[AIM OF THE TASK]
Each of the entries should be output exactly, with nothing left out.

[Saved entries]
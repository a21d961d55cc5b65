//! The two directions of a codec's buffers.
//!
//! The names follow the codec's point of view: `Input` buffers are fed to the codec (the V4L2
//! `OUTPUT` queue), `Output` buffers are produced by it (the V4L2 `CAPTURE` queue).
use std::fmt::Debug;

use crate::QueueType;

/// Direction of a `BufferPool`.
pub trait Direction: Debug + Send + Sync + 'static {
    /// V4L2 queue backing pools of this direction.
    const QUEUE: QueueType;
    /// Value of the cacheable control enabling CPU caching of this direction's buffers.
    const CACHEABLE: i32;
}

/// Type for pools of buffers consumed by the codec.
#[derive(Debug)]
pub struct Input;
impl Direction for Input {
    const QUEUE: QueueType = QueueType::VideoOutputMplane;
    const CACHEABLE: i32 = 2;
}

/// Type for pools of buffers produced by the codec.
#[derive(Debug)]
pub struct Output;
impl Direction for Output {
    const QUEUE: QueueType = QueueType::VideoCaptureMplane;
    const CACHEABLE: i32 = 1;
}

[OUTPUT FOR THIS EXERCISE]
repository a21d961d55cc5b65
//! The two directions of a codec's buffers.
//!
//! The names follow the codec's point of view: `Input` buffers are fed to the codec (the V4L2
//! `OUTPUT` queue), `Output` buffers are produced by it (the V4L2 `CAPTURE` queue).
use std::fmt::Debug;

use crate::QueueType;

/// Direction of a `BufferPool`.
pub trait Direction: Debug + Send + Sync + 'static {
    /// V4L2 queue backing pools of this direction.
    const QUEUE: QueueType;
    /// Value of the cacheable control enabling CPU caching of this direction's buffers.
    const CACHEABLE: i32;
}

/// Type for pools of buffers consumed by the codec.
#[derive(Debug)]
pub struct Input;
impl Direction for Input {
    const QUEUE: QueueType = QueueType::VideoOutputMplane;
    const CACHEABLE: i32 = 2;
}

/// Type for pools of buffers produced by the codec.
#[derive(Debug)]
pub struct Output;
impl Direction for Output {
    const QUEUE: QueueType = QueueType::VideoCaptureMplane;
    const CACHEABLE: i32 = 1;
}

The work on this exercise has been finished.